Vamos a hablar de astrologia

Jun 12, 2014, 09:40 PM

Desde los orígenes de las civilizaciones, el año verdadero, así del hombre como de la tierra como nos dice Esperanza Gracia en http://tuhoroscoposemanales.com/blog/esperanza-gracia/, ha co­menzado con la oleada de vida renovadora de la pri­mavera, cuando los campos se cubren de verdor, los pájaros trinan de alegría en sus nuevos nidos, los in­sectos entonan sus melodías al Sol, los vientos vita­lizantes transportan las simientes invisibles, hién- chense los tallos tiernos de los árboles y las flores exornan campos y montes, enjoyando la tierra con sus mil colores y aromas. Asimismo, al comenzar la primavera, los hom^ bres participan de ese despertar misterioso de la vida terrestre. Sienten que se acelera su pulso, que la san­gre corre más flúida por sus venas, y miran con ale­gría el Sol alzado y se bañan en su luz, en tanto sus invisibles rayos le transmiten el doble significado de su influjo solar y zodiacal.

Ese inicio del año astrológico —primero de los cuatro brazos de la cruz celeste inscrita en el círculo zodiacal— es un reflejo del significado biológico y espiritual emanado de las vibraciones celestes del Sol a través del tamiz misterioso del Zodíaco y de sus doce representaciones simbólicas. En la lectura del paso en retrogradación del Sol por los signos del Zodíaco móvil se contiene la clave del pasado, del presente y del porvenir.

Esa aguja inmensa es como el índice temporal, el compás del pulso de nuestro planeta que señala la imprimación espiritual y material de la vida de las civilizaciones y la tónica de las humanidades que en él viven y evolucionan, desde el origen de los tiempos.

Cada 25,920 años, el ecuador terrestre, de acuer­do con la inclinación del eje de la Tierra, da una vuelta completa al inmenso disco del zodíaco, el gran reloj de las eternidades. Esta espina dorsal magné­tica de nuestro globo terráqueo es la que atrae los distintos influjos celestes y los desparrama por su gran cuerpo planetario, sensible a las corrientes uni­versales, ya que todo se corresponde formando una unidad indisoluble en el Universo manifestado. Los griegos llamaban a ese eje magnético el "Sello de Rea", la diosa Abuela del Mundo. Ya que Rea sig­nificaba, en mitosofía, el doble femenino de Cronos, el Tiempo Infinito,tal como nos contaba ya Esperanza gracia.

Según esa determinante cronología espacial, una rotación completa de la Tierra en torno al disco zo­diacal de doce signos o constelaciones, determina un Gran Ciclo de vida sideral para la Tierra, lo que los hindúes llaman un manvantara. La explicación filosófica y esotérica de tales grandes ciclos o ruedas emana, según Platón, del "Modelo Divino", el "Cósmico Arquetipo". Dice en su Diálogo "El Timeo": "Así como en ese Modelo se halla un Viviente Eterno, así en la medida posible se esforzó, él, en otorgar esa eternidad a todo cuanto participa de su naturaleza y se ha adaptado entera­mente al mundo engendrado. El ha hecho de la eter­nidad inmóvil, esa imagen eterna que progresa si­guiendo la Ley de los Números, eso que llamamos el Tiempo. Cuando los aplicamos fuera de ese sentido de la substancia eterna, es que ignoramos su natu­raleza".

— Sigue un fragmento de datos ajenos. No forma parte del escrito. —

// Terminal side of notifications and conflict prompts
use async_trait::async_trait;
use chrono::Local;
use quotesync_core::{ConflictResolver, Divergence, Notification, Notifier, Resolution};
use std::io::{self, BufRead, Write};

/// Prints notices straight to stdout. A terminal can't auto-dismiss, so
/// the duration is ignored.
pub struct ConsoleNotifier;

impl Notifier for ConsoleNotifier {
    fn notify(&self, notification: Notification) {
        println!("{}", render(&notification));
    }
}

fn render(notification: &Notification) -> String {
    format!(
        "[{} {}] {}",
        notification.issued_at.with_timezone(&Local).format("%H:%M:%S"),
        notification.kind.label(),
        notification.message
    )
}

/// Asks on stdin whether to take the server's quotes
pub struct PromptResolver;

#[async_trait]
impl ConflictResolver for PromptResolver {
    async fn resolve(&self, divergence: &Divergence) -> Resolution {
        let question = format!(
            "Server data differs from local quotes ({} local, {} on server).\n\
             Overwrite local quotes with server data? [y/N] ",
            divergence.local.len(),
            divergence.remote.len()
        );

        // stdin blocks, keep it off the runtime threads
        let answer = tokio::task::spawn_blocking(move || -> io::Result<String> {
            let mut stdout = io::stdout();
            stdout.write_all(question.as_bytes())?;
            stdout.flush()?;

            let mut line = String::new();
            io::stdin().lock().read_line(&mut line)?;
            Ok(line)
        })
        .await;

        match answer {
            Ok(Ok(line)) if is_yes(&line) => Resolution::Accept,
            Ok(Ok(_)) => Resolution::Decline,
            Ok(Err(e)) => {
                tracing::warn!("Couldn't read answer ({}), keeping local quotes", e);
                Resolution::Decline
            }
            Err(e) => {
                tracing::warn!("Prompt task failed ({}), keeping local quotes", e);
                Resolution::Decline
            }
        }
    }
}

fn is_yes(answer: &str) -> bool {
    matches!(answer.trim().to_ascii_lowercase().as_str(), "y" | "yes")
}
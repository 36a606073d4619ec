use rusqlite::{params, Connection, OptionalExtension};
use std::path::Path;
use std::sync::{Mutex, MutexGuard};
use thiserror::Error;
use tracing::debug;

#[derive(Error, Debug)]
pub enum StoreError {
    #[error("SQLite error: {0}")]
    Sqlite(#[from] rusqlite::Error),

    #[error("IO error: {0}")]
    Io(#[from] std::io::Error),

    #[error("Store lock poisoned")]
    Poisoned,
}

pub type Result<T> = std::result::Result<T, StoreError>;

/// String-keyed, string-valued storage medium.
///
/// Values are opaque to the store; callers decide what goes in them
/// (usually a JSON blob).
pub trait KeyValueStore: Send + Sync {
    fn get(&self, key: &str) -> Result<Option<String>>;
    fn set(&self, key: &str, value: &str) -> Result<()>;
    fn remove(&self, key: &str) -> Result<()>;
}

/// Key-value store on top of a single SQLite table
///
/// A file-backed store survives restarts; an in-memory one lives exactly
/// as long as the process, which is what session-scoped data wants.
pub struct SqliteStore {
    conn: Mutex<Connection>,
}

impl SqliteStore {
    /// Open (or create) a store backed by a database file
    pub fn open<P: AsRef<Path>>(db_path: P) -> Result<Self> {
        let db_path = db_path.as_ref();
        if let Some(parent) = db_path.parent() {
            if !parent.as_os_str().is_empty() {
                std::fs::create_dir_all(parent)?;
            }
        }

        debug!("Opening key-value store at {}", db_path.display());
        let conn = Connection::open(db_path)?;
        Self::from_connection(conn)
    }

    /// Store that vanishes with the process
    #[cfg(test)]
    pub fn in_memory() -> Result<Self> {
        Self::from_connection(Connection::open_in_memory()?)
    }

    fn from_connection(conn: Connection) -> Result<Self> {
        Self::init_schema(&conn)?;
        Ok(Self {
            conn: Mutex::new(conn),
        })
    }

    fn init_schema(conn: &Connection) -> rusqlite::Result<()> {
        conn.execute(
            "CREATE TABLE IF NOT EXISTS kv (
                key TEXT PRIMARY KEY,
                value TEXT NOT NULL,
                updated_at INTEGER NOT NULL
            )",
            [],
        )?;
        Ok(())
    }

    fn conn(&self) -> Result<MutexGuard<'_, Connection>> {
        self.conn.lock().map_err(|_| StoreError::Poisoned)
    }

    /// Unix timestamp of the last write to `key`
    #[cfg(test)]
    pub fn updated_at(&self, key: &str) -> Result<Option<i64>> {
        let conn = self.conn()?;
        let ts = conn
            .query_row(
                "SELECT updated_at FROM kv WHERE key = ?1",
                params![key],
                |row| row.get(0),
            )
            .optional()?;
        Ok(ts)
    }
}

impl KeyValueStore for SqliteStore {
    fn get(&self, key: &str) -> Result<Option<String>> {
        let conn = self.conn()?;
        let value = conn
            .query_row("SELECT value FROM kv WHERE key = ?1", params![key], |row| {
                row.get(0)
            })
            .optional()?;
        debug!("kv get {} -> {}", key, if value.is_some() { "hit" } else { "miss" });
        Ok(value)
    }

    fn set(&self, key: &str, value: &str) -> Result<()> {
        let conn = self.conn()?;
        let now = chrono::Utc::now().timestamp();
        conn.execute(
            "INSERT INTO kv (key, value, updated_at) VALUES (?1, ?2, ?3)
             ON CONFLICT(key) DO UPDATE SET value = excluded.value, updated_at = excluded.updated_at",
            params![key, value, now],
        )?;
        debug!("kv set {} ({} bytes)", key, value.len());
        Ok(())
    }

    fn remove(&self, key: &str) -> Result<()> {
        let conn = self.conn()?;
        conn.execute("DELETE FROM kv WHERE key = ?1", params![key])?;
        Ok(())
    }
}

#[cfg(test)]
mod tests {
    use super::*;

    #[test]
    fn test_set_then_get() {
        let store = SqliteStore::in_memory().unwrap();
        store.set("quotes", "[]").unwrap();
        assert_eq!(store.get("quotes").unwrap(), Some("[]".to_string()));
    }

    #[test]
    fn test_missing_key_is_none() {
        let store = SqliteStore::in_memory().unwrap();
        assert_eq!(store.get("nope").unwrap(), None);
        assert_eq!(store.updated_at("nope").unwrap(), None);
    }

    #[test]
    fn test_set_overwrites() {
        let store = SqliteStore::in_memory().unwrap();
        store.set("selectedCategory", "Life").unwrap();
        store.set("selectedCategory", "all").unwrap();
        assert_eq!(store.get("selectedCategory").unwrap(), Some("all".to_string()));
        assert!(store.updated_at("selectedCategory").unwrap().is_some());
    }

    #[test]
    fn test_remove() {
        let store = SqliteStore::in_memory().unwrap();
        store.set("lastViewedQuote", "hello").unwrap();
        store.remove("lastViewedQuote").unwrap();
        assert_eq!(store.get("lastViewedQuote").unwrap(), None);
    }

    #[test]
    fn test_file_store_survives_reopen() {
        let dir = tempfile::tempdir().unwrap();
        let path = dir.path().join("nested").join("quotes.db");

        {
            let store = SqliteStore::open(&path).unwrap();
            store.set("quotes", r#"[{"text":"a","category":"b"}]"#).unwrap();
        }

        let reopened = SqliteStore::open(&path).unwrap();
        assert_eq!(
            reopened.get("quotes").unwrap(),
            Some(r#"[{"text":"a","category":"b"}]"#.to_string())
        );
    }

    #[test]
    fn test_in_memory_stores_are_isolated() {
        let a = SqliteStore::in_memory().unwrap();
        let b = SqliteStore::in_memory().unwrap();
        a.set("k", "v").unwrap();
        assert_eq!(b.get("k").unwrap(), None);
    }
}
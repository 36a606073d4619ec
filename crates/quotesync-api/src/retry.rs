// Retry logic with exponential backoff
use serde::{Deserialize, Serialize};
use std::time::Duration;
use tokio::time::sleep;
use tracing::{debug, warn};

/// Retry configuration
#[derive(Debug, Clone, PartialEq, Serialize, Deserialize)]
#[serde(default)]
pub struct RetryConfig {
    pub max_retries: u32,
    pub initial_delay_ms: u64,
    pub max_delay_ms: u64,
    pub backoff_multiplier: f64,
}

impl Default for RetryConfig {
    fn default() -> Self {
        Self {
            max_retries: 2,
            initial_delay_ms: 500,
            max_delay_ms: 5000,
            backoff_multiplier: 2.0,
        }
    }
}

impl RetryConfig {
    /// Delay to wait before retry number `attempt` (1-based), capped at `max_delay_ms`
    pub fn delay_for(&self, attempt: u32) -> Duration {
        let factor = self.backoff_multiplier.powi(attempt.saturating_sub(1) as i32);
        let delay = (self.initial_delay_ms as f64 * factor) as u64;
        Duration::from_millis(delay.min(self.max_delay_ms))
    }
}

/// Run `operation` until it succeeds, `should_retry` rejects the error,
/// or the retry budget is spent.
pub async fn with_retry<F, Fut, T, E, P>(
    config: &RetryConfig,
    should_retry: P,
    mut operation: F,
) -> Result<T, E>
where
    F: FnMut() -> Fut,
    Fut: std::future::Future<Output = Result<T, E>>,
    E: std::fmt::Display,
    P: Fn(&E) -> bool,
{
    let mut attempt = 0;

    loop {
        match operation().await {
            Ok(result) => {
                if attempt > 0 {
                    debug!("Request succeeded after {} retries", attempt);
                }
                return Ok(result);
            }
            Err(err) if !should_retry(&err) => return Err(err),
            Err(err) => {
                attempt += 1;

                if attempt > config.max_retries {
                    warn!("Request failed after {} attempts: {}", attempt, err);
                    return Err(err);
                }

                let delay = config.delay_for(attempt);
                warn!(
                    "Request failed (attempt {}/{}): {}. Retrying in {}ms...",
                    attempt,
                    config.max_retries,
                    err,
                    delay.as_millis()
                );

                sleep(delay).await;
            }
        }
    }
}

/// 5xx, 429 and 408 are worth another try
pub fn is_retryable_status(status: reqwest::StatusCode) -> bool {
    status.is_server_error()
        || status == reqwest::StatusCode::TOO_MANY_REQUESTS
        || status == reqwest::StatusCode::REQUEST_TIMEOUT
}
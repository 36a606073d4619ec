use serde::{Deserialize, Serialize};
use std::fmt;
use std::str::FromStr;

use crate::{Error, Result};

/// A single quote. Two quotes with the same text and category are the same quote.
///
/// Both fields are guaranteed non-empty after trimming, whether the quote
/// was typed in, imported, loaded from disk or fetched from the server.
#[derive(Debug, Clone, PartialEq, Eq, Hash, Serialize, Deserialize)]
#[serde(try_from = "RawQuote")]
pub struct Quote {
    text: String,
    category: String,
}

/// Wire shape before validation
#[derive(Deserialize)]
struct RawQuote {
    text: String,
    category: String,
}

impl TryFrom<RawQuote> for Quote {
    type Error = Error;

    fn try_from(raw: RawQuote) -> Result<Self> {
        Quote::new(raw.text, raw.category)
    }
}

impl Quote {
    /// Build a quote, trimming both fields. `all` (any case) is reserved for
    /// the filter and can't be used as a category.
    pub fn new(text: impl Into<String>, category: impl Into<String>) -> Result<Self> {
        let text = text.into().trim().to_string();
        let category = category.into().trim().to_string();

        if text.is_empty() || category.is_empty() {
            return Err(Error::Validation(
                "Please enter both quote text and category.".to_string(),
            ));
        }
        if CategoryFilter::is_sentinel(&category) {
            return Err(Error::Validation(format!(
                "\"{}\" is reserved, please choose another category.",
                category
            )));
        }

        Ok(Self { text, category })
    }

    pub fn text(&self) -> &str {
        &self.text
    }

    pub fn category(&self) -> &str {
        &self.category
    }
}

impl fmt::Display for Quote {
    fn fmt(&self, f: &mut fmt::Formatter<'_>) -> fmt::Result {
        write!(f, "\"{}\" ({})", self.text, self.category)
    }
}

/// The starter set used when nothing usable is stored
pub fn seed_quotes() -> Vec<Quote> {
    [
        (
            "The best way to get started is to quit talking and begin doing.",
            "Motivation",
        ),
        (
            "Life is what happens when you're busy making other plans.",
            "Life",
        ),
        ("Get busy living or get busy dying.", "Life"),
        (
            "Success is not final, failure is not fatal: It is the courage to continue that counts.",
            "Motivation",
        ),
    ]
    .into_iter()
    .map(|(text, category)| Quote {
        text: text.to_string(),
        category: category.to_string(),
    })
    .collect()
}

/// Which quotes the user wants to see
#[derive(Debug, Clone, PartialEq, Eq, Hash, Default)]
pub enum CategoryFilter {
    #[default]
    All,
    Category(String),
}

impl CategoryFilter {
    /// Stored form of [`CategoryFilter::All`]
    pub const ALL_SENTINEL: &'static str = "all";

    pub fn category(name: impl Into<String>) -> Self {
        CategoryFilter::Category(name.into())
    }

    fn is_sentinel(name: &str) -> bool {
        name.eq_ignore_ascii_case(Self::ALL_SENTINEL)
    }

    pub fn matches(&self, quote: &Quote) -> bool {
        match self {
            CategoryFilter::All => true,
            CategoryFilter::Category(name) => quote.category() == name,
        }
    }

    pub fn as_stored(&self) -> &str {
        match self {
            CategoryFilter::All => Self::ALL_SENTINEL,
            CategoryFilter::Category(name) => name,
        }
    }

    /// Fall back to `All` when the remembered category no longer has any quotes
    pub fn resolve<S: AsRef<str>>(self, known_categories: &[S]) -> Self {
        match &self {
            CategoryFilter::All => self,
            CategoryFilter::Category(name) => {
                if known_categories.iter().any(|c| c.as_ref() == name) {
                    self
                } else {
                    CategoryFilter::All
                }
            }
        }
    }
}

impl FromStr for CategoryFilter {
    type Err = std::convert::Infallible;

    fn from_str(s: &str) -> std::result::Result<Self, Self::Err> {
        let s = s.trim();
        if s.is_empty() || Self::is_sentinel(s) {
            Ok(CategoryFilter::All)
        } else {
            Ok(CategoryFilter::Category(s.to_string()))
        }
    }
}

impl fmt::Display for CategoryFilter {
    fn fmt(&self, f: &mut fmt::Formatter<'_>) -> fmt::Result {
        f.write_str(self.as_stored())
    }
}

impl From<Option<String>> for CategoryFilter {
    fn from(value: Option<String>) -> Self {
        match value {
            Some(name) => name.parse().unwrap_or_default(),
            None => CategoryFilter::All,
        }
    }
}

Símbolo de esa rueda cíclica que participa de las esencias del Cósmico Arquetipo y de la eternidad devenida tiempo evolucionante, es la serpiente de sa­biduría mordiéndose la cola. La continuidad de esa rueda, de esa serpiente enlazada en sí misma denota que todo conserva sus características esenciales, espe­cialmente las llamadas "constantes cíclicas".

No se trata sin embargo del "eterno retorno" nietzcheano. En realidad, nada se repite. Aunque la óptica física y mental, limitada a un punto de visua­lidad o referencia pueda ofrecer de cualquier movi­miento estelar, una curva cerrada, una visión supe­rior y amplísima abarcando el conjunto, dará a co­nocer un proceso en espiral, índice de la evolución.

Cada punto de retorno dentro del círculo evolu­tivo se manifestará, por tanto, dentro de un ángulo de progresión distinto, más abierto, más hondo. Es la Ley de Aquel que concibió la vida como un pro­ceso de crecimiento sin fin.